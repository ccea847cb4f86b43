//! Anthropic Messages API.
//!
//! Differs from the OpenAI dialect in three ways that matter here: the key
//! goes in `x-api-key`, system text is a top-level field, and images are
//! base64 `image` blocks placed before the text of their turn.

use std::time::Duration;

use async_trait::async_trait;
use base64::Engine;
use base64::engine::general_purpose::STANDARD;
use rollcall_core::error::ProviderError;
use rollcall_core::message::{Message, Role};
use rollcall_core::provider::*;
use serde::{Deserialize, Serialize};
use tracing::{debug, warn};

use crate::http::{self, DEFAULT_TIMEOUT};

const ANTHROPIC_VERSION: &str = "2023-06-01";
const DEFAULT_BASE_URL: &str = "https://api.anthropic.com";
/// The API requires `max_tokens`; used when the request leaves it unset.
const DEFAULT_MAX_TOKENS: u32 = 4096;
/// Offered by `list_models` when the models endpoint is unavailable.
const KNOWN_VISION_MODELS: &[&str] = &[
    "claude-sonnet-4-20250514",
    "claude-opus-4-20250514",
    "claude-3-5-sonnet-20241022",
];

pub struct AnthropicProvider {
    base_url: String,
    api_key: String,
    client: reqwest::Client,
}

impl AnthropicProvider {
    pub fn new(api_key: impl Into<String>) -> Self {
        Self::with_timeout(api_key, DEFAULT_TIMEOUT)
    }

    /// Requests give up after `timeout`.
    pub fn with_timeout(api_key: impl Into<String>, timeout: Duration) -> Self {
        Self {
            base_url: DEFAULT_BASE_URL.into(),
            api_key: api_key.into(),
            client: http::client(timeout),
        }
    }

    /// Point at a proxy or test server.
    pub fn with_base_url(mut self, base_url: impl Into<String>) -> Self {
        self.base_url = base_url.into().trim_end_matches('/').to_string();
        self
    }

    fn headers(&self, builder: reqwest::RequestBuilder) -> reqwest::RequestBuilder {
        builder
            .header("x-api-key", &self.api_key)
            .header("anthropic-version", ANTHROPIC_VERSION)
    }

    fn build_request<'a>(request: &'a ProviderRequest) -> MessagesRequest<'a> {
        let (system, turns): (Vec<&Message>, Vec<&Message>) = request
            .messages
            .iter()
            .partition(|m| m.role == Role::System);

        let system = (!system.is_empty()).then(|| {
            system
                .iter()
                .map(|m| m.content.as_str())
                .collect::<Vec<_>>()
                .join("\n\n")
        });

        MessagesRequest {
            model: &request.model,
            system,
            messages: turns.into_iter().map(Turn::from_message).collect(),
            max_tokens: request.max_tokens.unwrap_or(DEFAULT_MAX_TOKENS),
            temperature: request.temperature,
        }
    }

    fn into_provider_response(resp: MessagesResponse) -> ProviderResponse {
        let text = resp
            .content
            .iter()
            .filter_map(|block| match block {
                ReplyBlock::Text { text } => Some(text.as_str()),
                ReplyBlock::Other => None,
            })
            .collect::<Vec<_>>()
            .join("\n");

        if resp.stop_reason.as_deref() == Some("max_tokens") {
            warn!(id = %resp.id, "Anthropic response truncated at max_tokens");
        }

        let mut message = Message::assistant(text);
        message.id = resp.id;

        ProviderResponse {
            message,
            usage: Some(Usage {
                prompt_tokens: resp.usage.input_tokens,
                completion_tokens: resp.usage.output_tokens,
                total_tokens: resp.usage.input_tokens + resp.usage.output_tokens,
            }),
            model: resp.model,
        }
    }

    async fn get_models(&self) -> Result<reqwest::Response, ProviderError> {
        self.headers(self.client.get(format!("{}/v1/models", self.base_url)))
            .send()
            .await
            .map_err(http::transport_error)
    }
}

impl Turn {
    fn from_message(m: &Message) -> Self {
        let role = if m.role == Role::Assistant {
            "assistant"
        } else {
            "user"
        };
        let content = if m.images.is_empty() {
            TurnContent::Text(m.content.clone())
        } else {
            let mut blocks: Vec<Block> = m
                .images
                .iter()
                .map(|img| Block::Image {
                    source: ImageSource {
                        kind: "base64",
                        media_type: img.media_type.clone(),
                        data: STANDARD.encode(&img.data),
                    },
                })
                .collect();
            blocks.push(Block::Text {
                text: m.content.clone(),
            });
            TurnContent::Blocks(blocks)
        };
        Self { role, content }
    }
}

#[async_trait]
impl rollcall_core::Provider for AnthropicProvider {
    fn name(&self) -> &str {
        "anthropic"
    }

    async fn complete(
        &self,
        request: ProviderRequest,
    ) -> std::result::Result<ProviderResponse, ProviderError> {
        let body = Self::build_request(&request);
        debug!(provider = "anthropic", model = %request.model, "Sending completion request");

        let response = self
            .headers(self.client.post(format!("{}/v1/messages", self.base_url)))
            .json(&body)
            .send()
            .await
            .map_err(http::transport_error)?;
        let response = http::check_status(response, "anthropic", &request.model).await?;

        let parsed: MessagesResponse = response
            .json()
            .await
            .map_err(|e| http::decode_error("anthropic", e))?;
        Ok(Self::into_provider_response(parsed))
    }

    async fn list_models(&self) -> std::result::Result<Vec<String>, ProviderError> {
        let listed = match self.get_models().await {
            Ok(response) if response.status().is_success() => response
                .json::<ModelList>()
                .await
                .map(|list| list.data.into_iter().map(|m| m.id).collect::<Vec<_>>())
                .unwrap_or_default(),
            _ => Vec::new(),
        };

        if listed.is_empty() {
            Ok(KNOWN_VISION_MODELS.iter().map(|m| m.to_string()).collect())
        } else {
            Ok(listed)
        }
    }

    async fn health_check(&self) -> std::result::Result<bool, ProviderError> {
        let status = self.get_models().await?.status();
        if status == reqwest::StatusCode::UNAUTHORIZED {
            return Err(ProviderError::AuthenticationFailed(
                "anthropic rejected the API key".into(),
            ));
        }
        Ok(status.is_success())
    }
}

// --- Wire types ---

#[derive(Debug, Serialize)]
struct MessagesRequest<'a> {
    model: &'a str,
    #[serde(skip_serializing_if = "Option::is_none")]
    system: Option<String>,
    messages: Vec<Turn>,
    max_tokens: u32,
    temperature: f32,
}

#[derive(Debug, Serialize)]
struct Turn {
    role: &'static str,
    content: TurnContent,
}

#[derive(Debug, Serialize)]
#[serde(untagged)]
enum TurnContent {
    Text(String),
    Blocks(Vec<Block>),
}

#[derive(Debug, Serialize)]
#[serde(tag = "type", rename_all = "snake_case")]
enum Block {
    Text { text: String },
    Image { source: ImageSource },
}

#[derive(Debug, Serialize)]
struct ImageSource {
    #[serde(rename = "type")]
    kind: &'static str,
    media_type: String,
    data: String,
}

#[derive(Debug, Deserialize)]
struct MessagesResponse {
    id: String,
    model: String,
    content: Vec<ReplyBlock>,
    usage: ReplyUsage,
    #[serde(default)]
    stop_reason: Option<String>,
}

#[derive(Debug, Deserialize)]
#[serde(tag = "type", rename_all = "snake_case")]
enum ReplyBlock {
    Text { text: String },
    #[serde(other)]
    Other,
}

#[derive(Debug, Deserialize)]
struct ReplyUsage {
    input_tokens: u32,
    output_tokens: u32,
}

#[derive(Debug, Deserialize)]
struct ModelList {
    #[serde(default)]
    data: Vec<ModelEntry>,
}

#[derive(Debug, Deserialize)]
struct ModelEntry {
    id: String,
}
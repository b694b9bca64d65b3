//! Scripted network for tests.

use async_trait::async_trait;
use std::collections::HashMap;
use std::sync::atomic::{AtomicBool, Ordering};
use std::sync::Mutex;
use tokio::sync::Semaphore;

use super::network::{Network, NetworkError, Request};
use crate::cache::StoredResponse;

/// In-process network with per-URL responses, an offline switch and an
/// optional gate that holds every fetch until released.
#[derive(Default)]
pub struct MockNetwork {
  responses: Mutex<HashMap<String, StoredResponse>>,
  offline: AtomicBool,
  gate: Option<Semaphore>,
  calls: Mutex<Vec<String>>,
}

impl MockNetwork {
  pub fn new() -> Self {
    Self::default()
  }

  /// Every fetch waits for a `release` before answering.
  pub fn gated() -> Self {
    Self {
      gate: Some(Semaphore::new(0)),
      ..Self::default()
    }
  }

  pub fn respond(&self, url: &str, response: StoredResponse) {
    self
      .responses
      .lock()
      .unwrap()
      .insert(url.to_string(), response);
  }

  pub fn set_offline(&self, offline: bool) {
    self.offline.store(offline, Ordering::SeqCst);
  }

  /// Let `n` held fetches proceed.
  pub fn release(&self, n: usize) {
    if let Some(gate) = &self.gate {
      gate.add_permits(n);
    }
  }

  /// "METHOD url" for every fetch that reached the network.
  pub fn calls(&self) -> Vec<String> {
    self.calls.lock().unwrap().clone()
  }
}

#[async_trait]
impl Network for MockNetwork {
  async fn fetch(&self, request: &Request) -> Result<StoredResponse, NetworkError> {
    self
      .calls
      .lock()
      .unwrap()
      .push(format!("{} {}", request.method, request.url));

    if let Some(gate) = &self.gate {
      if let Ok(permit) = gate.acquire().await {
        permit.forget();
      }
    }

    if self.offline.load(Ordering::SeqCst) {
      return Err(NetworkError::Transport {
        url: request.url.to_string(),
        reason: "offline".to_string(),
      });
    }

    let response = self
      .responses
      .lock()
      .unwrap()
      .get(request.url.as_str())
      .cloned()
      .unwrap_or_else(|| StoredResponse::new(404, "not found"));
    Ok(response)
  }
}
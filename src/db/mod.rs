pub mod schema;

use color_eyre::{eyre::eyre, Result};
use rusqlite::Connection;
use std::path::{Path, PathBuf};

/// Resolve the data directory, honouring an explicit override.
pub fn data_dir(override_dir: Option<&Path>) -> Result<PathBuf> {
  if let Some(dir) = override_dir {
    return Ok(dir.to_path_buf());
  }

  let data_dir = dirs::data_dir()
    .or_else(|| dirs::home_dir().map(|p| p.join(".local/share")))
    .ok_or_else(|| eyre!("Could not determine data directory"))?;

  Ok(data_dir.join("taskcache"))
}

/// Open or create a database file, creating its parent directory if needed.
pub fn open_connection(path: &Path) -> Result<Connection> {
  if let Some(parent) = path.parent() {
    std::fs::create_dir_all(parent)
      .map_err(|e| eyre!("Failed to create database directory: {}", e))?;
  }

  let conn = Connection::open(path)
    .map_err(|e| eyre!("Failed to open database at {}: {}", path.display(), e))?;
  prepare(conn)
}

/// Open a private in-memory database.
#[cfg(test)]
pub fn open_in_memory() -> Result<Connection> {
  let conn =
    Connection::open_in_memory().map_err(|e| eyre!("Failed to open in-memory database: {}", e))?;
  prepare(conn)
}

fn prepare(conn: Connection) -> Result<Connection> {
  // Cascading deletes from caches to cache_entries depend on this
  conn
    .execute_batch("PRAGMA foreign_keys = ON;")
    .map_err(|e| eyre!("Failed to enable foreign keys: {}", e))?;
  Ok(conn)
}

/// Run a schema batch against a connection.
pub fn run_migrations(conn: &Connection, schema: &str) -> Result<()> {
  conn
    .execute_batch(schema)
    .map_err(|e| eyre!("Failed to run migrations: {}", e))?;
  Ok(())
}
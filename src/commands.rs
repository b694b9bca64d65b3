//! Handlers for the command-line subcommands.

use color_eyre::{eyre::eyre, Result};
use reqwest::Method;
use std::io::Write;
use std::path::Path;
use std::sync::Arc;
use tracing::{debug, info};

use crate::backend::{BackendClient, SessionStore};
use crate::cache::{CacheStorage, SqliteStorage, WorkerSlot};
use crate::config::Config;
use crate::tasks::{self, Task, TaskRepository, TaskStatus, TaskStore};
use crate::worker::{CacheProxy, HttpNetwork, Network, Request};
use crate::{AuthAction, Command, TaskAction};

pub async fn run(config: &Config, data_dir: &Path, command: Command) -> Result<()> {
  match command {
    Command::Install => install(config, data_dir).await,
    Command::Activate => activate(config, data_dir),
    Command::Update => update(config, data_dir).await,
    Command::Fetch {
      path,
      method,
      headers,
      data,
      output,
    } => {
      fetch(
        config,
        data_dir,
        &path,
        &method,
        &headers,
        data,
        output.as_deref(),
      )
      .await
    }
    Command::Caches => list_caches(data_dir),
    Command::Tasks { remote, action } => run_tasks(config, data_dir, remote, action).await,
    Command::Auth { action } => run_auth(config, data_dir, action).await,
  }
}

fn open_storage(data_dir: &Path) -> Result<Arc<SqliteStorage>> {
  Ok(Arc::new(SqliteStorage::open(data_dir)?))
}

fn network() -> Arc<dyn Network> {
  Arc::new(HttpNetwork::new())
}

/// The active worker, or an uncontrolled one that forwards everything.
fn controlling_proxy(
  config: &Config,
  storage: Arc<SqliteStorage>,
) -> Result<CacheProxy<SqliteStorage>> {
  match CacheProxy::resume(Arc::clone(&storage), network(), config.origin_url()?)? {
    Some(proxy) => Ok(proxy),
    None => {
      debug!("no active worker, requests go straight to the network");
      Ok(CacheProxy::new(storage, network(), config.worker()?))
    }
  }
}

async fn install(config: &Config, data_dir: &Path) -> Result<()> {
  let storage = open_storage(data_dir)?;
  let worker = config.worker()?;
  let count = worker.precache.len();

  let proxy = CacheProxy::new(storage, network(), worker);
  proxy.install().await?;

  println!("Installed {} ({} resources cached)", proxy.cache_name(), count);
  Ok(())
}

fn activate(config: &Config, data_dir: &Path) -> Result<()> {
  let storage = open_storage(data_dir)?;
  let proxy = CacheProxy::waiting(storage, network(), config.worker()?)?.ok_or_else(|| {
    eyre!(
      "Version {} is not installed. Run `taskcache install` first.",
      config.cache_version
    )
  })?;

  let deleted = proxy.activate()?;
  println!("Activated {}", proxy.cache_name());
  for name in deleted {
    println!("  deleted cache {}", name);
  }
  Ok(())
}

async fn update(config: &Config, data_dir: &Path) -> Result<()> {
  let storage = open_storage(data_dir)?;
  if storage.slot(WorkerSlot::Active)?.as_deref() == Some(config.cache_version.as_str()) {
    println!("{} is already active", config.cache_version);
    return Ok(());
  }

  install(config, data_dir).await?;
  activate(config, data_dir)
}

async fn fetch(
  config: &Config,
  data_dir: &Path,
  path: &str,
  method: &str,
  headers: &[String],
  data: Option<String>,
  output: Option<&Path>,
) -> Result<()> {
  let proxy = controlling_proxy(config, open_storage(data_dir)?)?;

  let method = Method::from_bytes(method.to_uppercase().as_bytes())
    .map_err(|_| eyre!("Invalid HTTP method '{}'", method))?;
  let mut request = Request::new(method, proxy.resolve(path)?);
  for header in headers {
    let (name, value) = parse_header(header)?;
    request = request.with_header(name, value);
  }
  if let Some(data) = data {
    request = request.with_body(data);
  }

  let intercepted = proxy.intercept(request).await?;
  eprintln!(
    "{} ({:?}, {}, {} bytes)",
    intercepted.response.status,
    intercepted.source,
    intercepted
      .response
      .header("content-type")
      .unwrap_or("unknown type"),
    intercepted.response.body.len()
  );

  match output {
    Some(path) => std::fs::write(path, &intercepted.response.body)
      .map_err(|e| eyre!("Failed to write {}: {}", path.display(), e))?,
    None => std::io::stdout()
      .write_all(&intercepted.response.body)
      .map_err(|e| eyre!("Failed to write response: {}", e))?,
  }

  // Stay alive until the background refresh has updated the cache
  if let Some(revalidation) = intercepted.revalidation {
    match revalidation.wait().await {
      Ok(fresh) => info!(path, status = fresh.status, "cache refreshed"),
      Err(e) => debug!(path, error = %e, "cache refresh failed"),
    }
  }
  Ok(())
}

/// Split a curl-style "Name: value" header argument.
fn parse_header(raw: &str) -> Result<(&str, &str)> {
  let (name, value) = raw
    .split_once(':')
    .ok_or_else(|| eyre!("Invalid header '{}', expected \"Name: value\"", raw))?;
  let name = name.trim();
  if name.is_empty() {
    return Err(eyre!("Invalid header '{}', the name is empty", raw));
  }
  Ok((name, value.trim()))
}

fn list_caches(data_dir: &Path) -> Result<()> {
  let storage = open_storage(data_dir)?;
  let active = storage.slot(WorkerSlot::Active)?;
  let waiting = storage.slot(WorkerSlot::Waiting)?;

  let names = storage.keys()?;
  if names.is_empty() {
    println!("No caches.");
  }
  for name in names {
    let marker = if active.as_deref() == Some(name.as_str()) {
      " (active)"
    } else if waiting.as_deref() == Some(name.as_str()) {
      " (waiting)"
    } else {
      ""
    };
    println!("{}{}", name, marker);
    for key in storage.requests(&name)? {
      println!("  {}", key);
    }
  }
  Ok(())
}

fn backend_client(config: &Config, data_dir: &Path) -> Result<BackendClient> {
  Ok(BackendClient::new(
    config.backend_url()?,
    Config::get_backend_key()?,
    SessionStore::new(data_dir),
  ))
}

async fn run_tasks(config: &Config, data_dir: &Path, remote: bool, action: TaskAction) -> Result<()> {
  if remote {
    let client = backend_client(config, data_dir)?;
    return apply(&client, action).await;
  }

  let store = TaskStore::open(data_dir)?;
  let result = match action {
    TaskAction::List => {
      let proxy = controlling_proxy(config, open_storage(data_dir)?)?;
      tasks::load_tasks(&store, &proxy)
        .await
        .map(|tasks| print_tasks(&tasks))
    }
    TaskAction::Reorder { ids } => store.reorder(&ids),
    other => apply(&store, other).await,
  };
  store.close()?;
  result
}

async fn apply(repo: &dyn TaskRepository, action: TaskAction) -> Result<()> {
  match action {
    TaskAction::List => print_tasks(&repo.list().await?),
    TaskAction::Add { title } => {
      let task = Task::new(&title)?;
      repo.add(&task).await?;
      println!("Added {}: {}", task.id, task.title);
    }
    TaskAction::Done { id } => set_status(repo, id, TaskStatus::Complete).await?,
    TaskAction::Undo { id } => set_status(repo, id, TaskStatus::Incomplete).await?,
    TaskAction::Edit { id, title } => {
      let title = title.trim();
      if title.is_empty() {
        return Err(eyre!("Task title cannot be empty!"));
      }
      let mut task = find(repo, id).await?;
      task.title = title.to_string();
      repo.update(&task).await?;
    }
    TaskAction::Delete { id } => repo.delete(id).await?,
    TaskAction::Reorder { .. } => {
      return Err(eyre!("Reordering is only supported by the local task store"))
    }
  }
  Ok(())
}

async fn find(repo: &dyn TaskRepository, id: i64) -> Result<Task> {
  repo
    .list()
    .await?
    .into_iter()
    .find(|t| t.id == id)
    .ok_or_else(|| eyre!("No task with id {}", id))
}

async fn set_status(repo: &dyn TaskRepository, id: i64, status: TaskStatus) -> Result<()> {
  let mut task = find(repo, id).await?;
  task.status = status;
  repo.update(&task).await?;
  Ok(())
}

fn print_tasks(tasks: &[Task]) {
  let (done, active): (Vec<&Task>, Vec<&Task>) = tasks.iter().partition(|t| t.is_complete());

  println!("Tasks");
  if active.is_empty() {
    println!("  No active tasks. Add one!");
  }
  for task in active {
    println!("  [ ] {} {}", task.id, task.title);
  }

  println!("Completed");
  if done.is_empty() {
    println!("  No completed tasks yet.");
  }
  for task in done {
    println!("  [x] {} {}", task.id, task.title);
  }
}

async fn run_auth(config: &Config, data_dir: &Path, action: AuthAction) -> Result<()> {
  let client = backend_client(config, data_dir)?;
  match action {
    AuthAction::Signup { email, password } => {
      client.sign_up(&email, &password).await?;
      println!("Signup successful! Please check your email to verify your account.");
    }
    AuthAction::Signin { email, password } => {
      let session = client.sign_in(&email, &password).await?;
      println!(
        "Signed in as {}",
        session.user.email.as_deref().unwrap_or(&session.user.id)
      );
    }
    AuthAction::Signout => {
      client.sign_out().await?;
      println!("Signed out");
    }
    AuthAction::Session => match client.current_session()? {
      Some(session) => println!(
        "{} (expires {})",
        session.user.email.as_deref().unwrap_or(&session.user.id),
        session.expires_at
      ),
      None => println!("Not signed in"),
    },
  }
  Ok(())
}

__________

For each line above that contains "dirs", make a copy.

  let data_dir = dirs::data_dir()
    .or_else(|| dirs::home_dir().map(|p| p.join(".local/share")))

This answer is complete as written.